Cardiac hypertrophy and histone deacetylase–dependent transcriptional repression mediated by the atypical homeodomain protein Hop
J. Clin. Invest. Hyun Kook, et al. 112:863 doi:10.1172/JCI19137 [Go to this article.]

Figure 3
Hop recruits HDAC activity to repress transcription. (a) Cos cells were transfected with a luciferase reporter plasmid including regulatory elements from the SM22α promoter with binding sites for SRF. Myocardin cotransfection induces dramatic activation assigned a value of 100% maximal activation (M). Cotransfection of myocardin and Hop (H) results in inhibition of myocardin-induced activation.

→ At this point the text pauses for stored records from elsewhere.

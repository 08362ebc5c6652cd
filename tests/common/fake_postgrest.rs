//! In-process stand-in for a PostgREST endpoint
//!
//! Understands the subset of PostgREST the points store speaks: `eq.` filters,
//! `limit`, `order=created_at.desc`, the `account:points(points)` embedding and
//! `Prefer: return=representation` on writes. Every request is recorded so
//! tests can assert on the wire format.

use axum::{
    extract::{Path, Query, State},
    http::{HeaderMap, Method, StatusCode},
    response::{IntoResponse, Response},
    routing::get,
    Json, Router,
};
use serde_json::{json, Map, Value};
use std::collections::HashMap;
use std::sync::{Arc, Mutex};
use tokio::net::TcpListener;

use super::constants::*;

#[derive(Debug, Clone)]
pub struct RecordedRequest {
    pub method: Method,
    pub table: String,
    pub query: HashMap<String, String>,
    pub apikey: Option<String>,
    pub authorization: Option<String>,
    pub prefer: Option<String>,
    pub body: Option<Value>,
}

#[derive(Default)]
struct FakeDb {
    accounts: Vec<Map<String, Value>>,
    history: Vec<Map<String, Value>>,
    next_id: u64,
    requests: Vec<RecordedRequest>,
    /// Points added to an account right before the next guarded update runs.
    concurrent_bumps: Vec<(String, u32)>,
    /// Tables whose inserts fail with a 500.
    failing_inserts: Vec<String>,
    /// Phone numbers that show up as existing only when inserted.
    racing_inserts: Vec<(String, u32)>,
}

type SharedDb = Arc<Mutex<FakeDb>>;

/// A fake PostgREST server listening on a random local port.
///
/// The server task is aborted on drop.
pub struct FakePostgrest {
    pub url: String,
    db: SharedDb,
    handle: tokio::task::JoinHandle<()>,
}

impl FakePostgrest {
    pub async fn spawn() -> Self {
        let db: SharedDb = Arc::new(Mutex::new(FakeDb {
            next_id: 1,
            ..Default::default()
        }));

        let app = Router::new()
            .route(
                "/rest/v1/{table}",
                get(handle_get).post(handle_post).patch(handle_patch),
            )
            .with_state(db.clone());

        let listener = TcpListener::bind("127.0.0.1:0")
            .await
            .expect("Failed to bind fake PostgREST");
        let port = listener.local_addr().expect("No local address").port();

        let handle = tokio::spawn(async move {
            axum::serve(listener, app)
                .await
                .expect("Fake PostgREST failed");
        });

        Self {
            url: format!("http://127.0.0.1:{}", port),
            db,
            handle,
        }
    }

    /// Inserts an account row directly.
    pub fn seed_account(&self, phone_number: &str, points: u32) {
        let mut db = self.db.lock().unwrap();
        let row = db.account_row(phone_number, points);
        db.accounts.push(row);
    }

    pub fn points_of(&self, phone_number: &str) -> Option<u32> {
        let db = self.db.lock().unwrap();
        db.accounts
            .iter()
            .find(|row| row["phone_number"] == phone_number)
            .and_then(|row| row["points"].as_u64())
            .map(|points| points as u32)
    }

    pub fn history_len(&self) -> usize {
        self.db.lock().unwrap().history.len()
    }

    pub fn requests(&self) -> Vec<RecordedRequest> {
        self.db.lock().unwrap().requests.clone()
    }

    /// Simulates another kiosk adding `points` between our read and our write.
    pub fn bump_before_next_update(&self, phone_number: &str, points: u32) {
        self.db
            .lock()
            .unwrap()
            .concurrent_bumps
            .push((phone_number.to_string(), points));
    }

    /// Simulates another kiosk creating the account between our read and our insert.
    pub fn create_before_next_insert(&self, phone_number: &str, points: u32) {
        self.db
            .lock()
            .unwrap()
            .racing_inserts
            .push((phone_number.to_string(), points));
    }

    pub fn fail_inserts_into(&self, table: &str) {
        self.db
            .lock()
            .unwrap()
            .failing_inserts
            .push(table.to_string());
    }
}

impl Drop for FakePostgrest {
    fn drop(&mut self) {
        self.handle.abort();
    }
}

impl FakeDb {
    fn take_id(&mut self) -> u64 {
        let id = self.next_id;
        self.next_id += 1;
        id
    }

    fn account_row(&mut self, phone_number: &str, points: u32) -> Map<String, Value> {
        let now = chrono::Utc::now();
        let row = json!({
            "id": self.take_id(),
            "phone_number": phone_number,
            "points": points,
            "created_at": now,
            "updated_at": now,
        });
        match row {
            Value::Object(map) => map,
            _ => unreachable!(),
        }
    }

    fn record(
        &mut self,
        method: Method,
        table: &str,
        query: &HashMap<String, String>,
        headers: &HeaderMap,
        body: Option<Value>,
    ) {
        let header = |name: &str| {
            headers
                .get(name)
                .and_then(|v| v.to_str().ok())
                .map(String::from)
        };
        self.requests.push(RecordedRequest {
            method,
            table: table.to_string(),
            query: query.clone(),
            apikey: header("apikey"),
            authorization: header("authorization"),
            prefer: header("prefer"),
            body,
        });
    }
}

fn authorized(headers: &HeaderMap) -> bool {
    let bearer = format!("Bearer {}", STORE_KEY);
    headers.get("apikey").and_then(|v| v.to_str().ok()) == Some(STORE_KEY)
        && headers.get("authorization").and_then(|v| v.to_str().ok()) == Some(bearer.as_str())
}

fn postgrest_error(status: StatusCode, code: &str, message: &str, details: Value) -> Response {
    (
        status,
        Json(json!({
            "code": code,
            "details": details,
            "hint": null,
            "message": message,
        })),
    )
        .into_response()
}

fn unauthorized() -> Response {
    postgrest_error(
        StatusCode::UNAUTHORIZED,
        "PGRST301",
        "JWT could not be decoded",
        Value::Null,
    )
}

fn unknown_table(table: &str) -> Response {
    postgrest_error(
        StatusCode::NOT_FOUND,
        "42P01",
        &format!("relation \"public.{}\" does not exist", table),
        Value::Null,
    )
}

/// Splits `eq.value` filters out of the query string.
fn eq_filters(query: &HashMap<String, String>) -> Vec<(String, String)> {
    query
        .iter()
        .filter_map(|(key, value)| {
            value
                .strip_prefix("eq.")
                .map(|v| (key.clone(), v.to_string()))
        })
        .collect()
}

fn matches(row: &Map<String, Value>, filters: &[(String, String)]) -> bool {
    filters.iter().all(|(column, expected)| match row.get(column) {
        Some(Value::String(s)) => s == expected,
        Some(Value::Number(n)) => n.to_string() == *expected,
        _ => false,
    })
}

async fn handle_get(
    State(db): State<SharedDb>,
    Path(table): Path<String>,
    Query(query): Query<HashMap<String, String>>,
    headers: HeaderMap,
) -> Response {
    let mut db = db.lock().unwrap();
    db.record(Method::GET, &table, &query, &headers, None);
    if !authorized(&headers) {
        return unauthorized();
    }

    let filters = eq_filters(&query);
    match table.as_str() {
        POINTS_TABLE => {
            let limit = query
                .get("limit")
                .and_then(|l| l.parse::<usize>().ok())
                .unwrap_or(usize::MAX);
            let rows: Vec<Value> = db
                .accounts
                .iter()
                .filter(|row| matches(row, &filters))
                .take(limit)
                .cloned()
                .map(Value::Object)
                .collect();
            Json(rows).into_response()
        }
        HISTORY_TABLE => {
            let embed = query
                .get("select")
                .map(|s| s.contains(&format!("account:{}(points)", POINTS_TABLE)))
                .unwrap_or(false);
            let mut rows: Vec<Map<String, Value>> = db
                .history
                .iter()
                .filter(|row| matches(row, &filters))
                .cloned()
                .collect();
            if query.get("order").map(String::as_str) == Some("created_at.desc") {
                rows.sort_by(|a, b| {
                    let key = |row: &Map<String, Value>| {
                        (
                            row["created_at"].as_str().unwrap_or_default().to_string(),
                            row["id"].as_u64().unwrap_or_default(),
                        )
                    };
                    key(b).cmp(&key(a))
                });
            }
            if embed {
                for row in rows.iter_mut() {
                    let account = db
                        .accounts
                        .iter()
                        .find(|account| account["phone_number"] == row["phone_number"])
                        .map(|account| json!({ "points": account["points"] }))
                        .unwrap_or(Value::Null);
                    row.insert("account".to_string(), account);
                }
            }
            Json(rows.into_iter().map(Value::Object).collect::<Vec<_>>()).into_response()
        }
        other => unknown_table(other),
    }
}

async fn handle_post(
    State(db): State<SharedDb>,
    Path(table): Path<String>,
    Query(query): Query<HashMap<String, String>>,
    headers: HeaderMap,
    Json(body): Json<Value>,
) -> Response {
    let mut db = db.lock().unwrap();
    db.record(Method::POST, &table, &query, &headers, Some(body.clone()));
    if !authorized(&headers) {
        return unauthorized();
    }
    if db.failing_inserts.contains(&table) {
        return postgrest_error(
            StatusCode::INTERNAL_SERVER_ERROR,
            "XX000",
            "insert failed",
            Value::Null,
        );
    }

    let new_rows: Vec<Map<String, Value>> = match body {
        Value::Array(items) => items
            .into_iter()
            .filter_map(|item| match item {
                Value::Object(map) => Some(map),
                _ => None,
            })
            .collect(),
        Value::Object(map) => vec![map],
        _ => return StatusCode::BAD_REQUEST.into_response(),
    };

    let mut created = Vec::new();
    match table.as_str() {
        POINTS_TABLE => {
            let racing = std::mem::take(&mut db.racing_inserts);
            for (phone_number, points) in racing {
                let row = db.account_row(&phone_number, points);
                db.accounts.push(row);
            }
            for mut row in new_rows {
                let phone = row.get("phone_number").cloned().unwrap_or(Value::Null);
                if db.accounts.iter().any(|a| a["phone_number"] == phone) {
                    return postgrest_error(
                        StatusCode::CONFLICT,
                        "23505",
                        "duplicate key value violates unique constraint \"points_phone_number_key\"",
                        json!(format!("Key (phone_number)=({}) already exists.", phone)),
                    );
                }
                let id = db.take_id();
                row.insert("id".to_string(), json!(id));
                db.accounts.push(row.clone());
                created.push(Value::Object(row));
            }
        }
        HISTORY_TABLE => {
            for mut row in new_rows {
                let id = db.take_id();
                row.insert("id".to_string(), json!(id));
                db.history.push(row.clone());
                created.push(Value::Object(row));
            }
        }
        other => return unknown_table(other),
    }

    let representation = headers
        .get("prefer")
        .and_then(|v| v.to_str().ok())
        .map(|v| v.contains("return=representation"))
        .unwrap_or(false);
    if representation {
        (StatusCode::CREATED, Json(created)).into_response()
    } else {
        StatusCode::CREATED.into_response()
    }
}

async fn handle_patch(
    State(db): State<SharedDb>,
    Path(table): Path<String>,
    Query(query): Query<HashMap<String, String>>,
    headers: HeaderMap,
    Json(body): Json<Value>,
) -> Response {
    let mut db = db.lock().unwrap();
    db.record(Method::PATCH, &table, &query, &headers, Some(body.clone()));
    if !authorized(&headers) {
        return unauthorized();
    }
    if table != POINTS_TABLE {
        return unknown_table(&table);
    }

    let bumps = std::mem::take(&mut db.concurrent_bumps);
    for (phone_number, points) in bumps {
        if let Some(row) = db
            .accounts
            .iter_mut()
            .find(|row| row["phone_number"] == phone_number.as_str())
        {
            let current = row["points"].as_u64().unwrap_or_default();
            row.insert("points".to_string(), json!(current + points as u64));
        }
    }

    let Value::Object(changes) = body else {
        return StatusCode::BAD_REQUEST.into_response();
    };
    let filters = eq_filters(&query);
    let mut updated = Vec::new();
    for row in db.accounts.iter_mut() {
        if matches(row, &filters) {
            for (column, value) in changes.iter() {
                row.insert(column.clone(), value.clone());
            }
            updated.push(Value::Object(row.clone()));
        }
    }

    Json(updated).into_response()
}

The ability of Hop to inhibit myocardin-induced activation is attenuated in a dose-dependent fashion by TSA. (b) Hop inhibitory activity is also blocked by Scriptaid but not by Nullscript. (c) Immunoprecipitation of Hop from transfected Cos cells results in precipitation of HDAC activity. Cells were transfected with vector alone (pcDNA3) or myc-tagged control (pSecTag-PSA), Hop, or HopH2, followed by immunoprecipitation with anti-myc Ab. HDAC activity in the pellet was assayed and reported as arbitrary units (see Methods). Western blot analysis with anti-myc Ab of input material used for immunoprecipitation is shown below. (d) Chromatin immunoprecipitation reveals decrease in acetylated histones after Hop expression. The 10T1/2 cells were transfected as in a, followed by chromatin immunoprecipitation with Ab’s to acetylated histone H4 or H3 and detection of SM22α promoter fragments by PCR in precipitate. (e) Coimmunoprecipitation of HDAC2 and Hop. The 293T cells were transfected with control vector (pcDNA3), Hop, or HopH2, followed by immunoprecipitation and Western blot analysis for HDAC2. A Western blot using anti-HDAC2 Ab of the cell extracts used in each case is shown (Input).